Generating plausible motion is central to visual intelligence systems, but existing approaches face a fundamental efficiency problem: exploring multiple possible futures through full video synthesis is prohibitively expensive. Apple ML Research’s work on long-term motion embeddings sidesteps this by operating directly in a compressed motion representation rather than in pixel space, achieving what the authors describe as orders-of-magnitude more efficient generation of long, realistic motions.

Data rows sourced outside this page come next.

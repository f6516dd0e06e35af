use crate::error::{IngestError, Result};
use async_trait::async_trait;
use bytes::Bytes;
use serde::{Deserialize, Serialize};
use std::path::PathBuf;
use std::process::Stdio;
use tokio::io::AsyncWriteExt;
use tokio::process::Command;
use tracing::{debug, error};

/// 音频转码能力：原始分片 -> 单声道 16 kHz
#[async_trait]
pub trait Transcoder: Send + Sync {
    async fn encode(&self, input: Bytes) -> Result<Bytes>;

    /// 输出文件扩展名
    fn extension(&self) -> &str {
        "aac"
    }
}

/// ffmpeg 配置
#[derive(Debug, Clone, PartialEq, Serialize, Deserialize)]
pub struct FfmpegConfig {
    #[serde(default = "default_binary")]
    pub binary: PathBuf,

    #[serde(default = "default_sample_rate")]
    pub sample_rate: u32,

    #[serde(default = "default_channels")]
    pub channels: u32,
}

fn default_binary() -> PathBuf {
    PathBuf::from("ffmpeg")
}

fn default_sample_rate() -> u32 {
    16_000
}

fn default_channels() -> u32 {
    1
}

impl Default for FfmpegConfig {
    fn default() -> Self {
        Self {
            binary: default_binary(),
            sample_rate: default_sample_rate(),
            channels: default_channels(),
        }
    }
}

/// 通过 stdin/stdout 管道调用 ffmpeg，输出 ADTS AAC
pub struct FfmpegTranscoder {
    config: FfmpegConfig,
}

impl FfmpegTranscoder {
    pub fn new(config: FfmpegConfig) -> Self {
        Self { config }
    }

    fn build_args(&self) -> Vec<String> {
        vec![
            "-hide_banner".to_string(),
            "-loglevel".to_string(),
            "error".to_string(),
            "-i".to_string(),
            "pipe:0".to_string(),
            "-f".to_string(),
            "adts".to_string(),
            "-ar".to_string(),
            self.config.sample_rate.to_string(),
            "-ac".to_string(),
            self.config.channels.to_string(),
            "pipe:1".to_string(),
        ]
    }
}

#[async_trait]
impl Transcoder for FfmpegTranscoder {
    async fn encode(&self, input: Bytes) -> Result<Bytes> {
        let mut child = Command::new(&self.config.binary)
            .args(self.build_args())
            .stdin(Stdio::piped())
            .stdout(Stdio::piped())
            .stderr(Stdio::piped())
            .kill_on_drop(true)
            .spawn()
            .map_err(|e| {
                error!(binary = %self.config.binary.display(), error = %e, "Failed to spawn ffmpeg");
                IngestError::download("ffmpeg", format!("failed to spawn: {}", e))
            })?;

        // 单独任务写 stdin，避免输出管道写满时互相阻塞
        let mut stdin = child
            .stdin
            .take()
            .ok_or_else(|| IngestError::download("ffmpeg", "stdin not captured"))?;
        let writer = tokio::spawn(async move {
            let result = stdin.write_all(&input).await;
            drop(stdin);
            result
        });

        let output = child
            .wait_with_output()
            .await
            .map_err(|e| IngestError::download("ffmpeg", e))?;
        writer
            .await
            .map_err(|e| IngestError::download("ffmpeg", e))?
            .map_err(|e| IngestError::download("ffmpeg", format!("stdin write failed: {}", e)))?;

        if !output.status.success() {
            let stderr = String::from_utf8_lossy(&output.stderr);
            return Err(IngestError::download(
                "ffmpeg",
                format!("exited with {}: {}", output.status, stderr.trim()),
            ));
        }

        debug!(bytes = output.stdout.len(), "Segment transcoded");
        Ok(Bytes::from(output.stdout))
    }
}

/// 不转码，原样保存
#[derive(Debug, Default, Clone)]
pub struct PassthroughTranscoder {
    extension: Option<String>,
}

impl PassthroughTranscoder {
    pub fn new() -> Self {
        Self::default()
    }

    pub fn with_extension(extension: impl Into<String>) -> Self {
        Self {
            extension: Some(extension.into()),
        }
    }
}

#[async_trait]
impl Transcoder for PassthroughTranscoder {
    async fn encode(&self, input: Bytes) -> Result<Bytes> {
        Ok(input)
    }

    fn extension(&self) -> &str {
        self.extension.as_deref().unwrap_or("aac")
    }
}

The paper is authored by Nick Stracke, Kolja Bauer, Stefan Andreas Baumann, Miguel Angel Bautista, Josh Susskind, and Bjorn Ommer, with the first three listed as equal contributors affiliated with CompVis at LMU, Germany and the Munich Center for Machine Learning.
The core approach
The method works in two stages. First, a motion embedding is learned from large-scale trajectory data obtained from tracker models. The embedding uses a temporal compression factor of 64x — meaning that what would require 64 frames of raw trajectory data is compressed into a single embedding vector. This high compression ratio is what enables the efficiency gains: the generative model operates in a dramatically smaller space than either raw video or full kinematics representations.
Second, a conditional flow-matching model is trained to generate motion latents within this compressed space. The conditioning signals supported are text prompts (describing the intended motion in natural language) and spatial pokes (physical position inputs that specify where motion should occur in the scene). This dual conditioning gives the model two complementary interfaces: semantic control through language and spatial control through direct position specification.
Why not use video models
Modern video generation models have strong scene understanding and can produce visually coherent dynamics. The paper’s framing positions direct video synthesis as the wrong tool for exploring motion possibilities: it is computationally expensive, and most of the video computation is spent on appearance rather than the motion dynamics that are the actual object of interest.
By abstracting away appearance and working in a pure motion embedding space, the approach can generate many possible motion trajectories quickly. The paper reports that the resulting motion distributions outperform those of both state-of-the-art video models and specialized task-specific approaches for motion generation. The comparison spans both categories — general video synthesis and dedicated motion models — which suggests the compressed embedding approach is not simply trading one kind of quality for another.
Efficiency as a design goal
The 64x temporal compression factor is the design choice that drives the efficiency claim. A model generating sequences in this embedding space is working with sequences that are 64 times shorter than the underlying trajectory sequences would be, which reduces both memory requirements and computation for the generative model. Flow matching as the generative framework is well-suited to this setting: it learns to transform a simple distribution into the target motion distribution through a continuous-time process that can be sampled efficiently.
The combination — compressed embedding from real trajectory data, flow-matching generation conditioned on text or spatial inputs — produces a system where generating and comparing multiple plausible motion futures is tractable in a way that video synthesis is not.
The paper was published in April 2026. Source code and model weights are not mentioned in the available excerpt.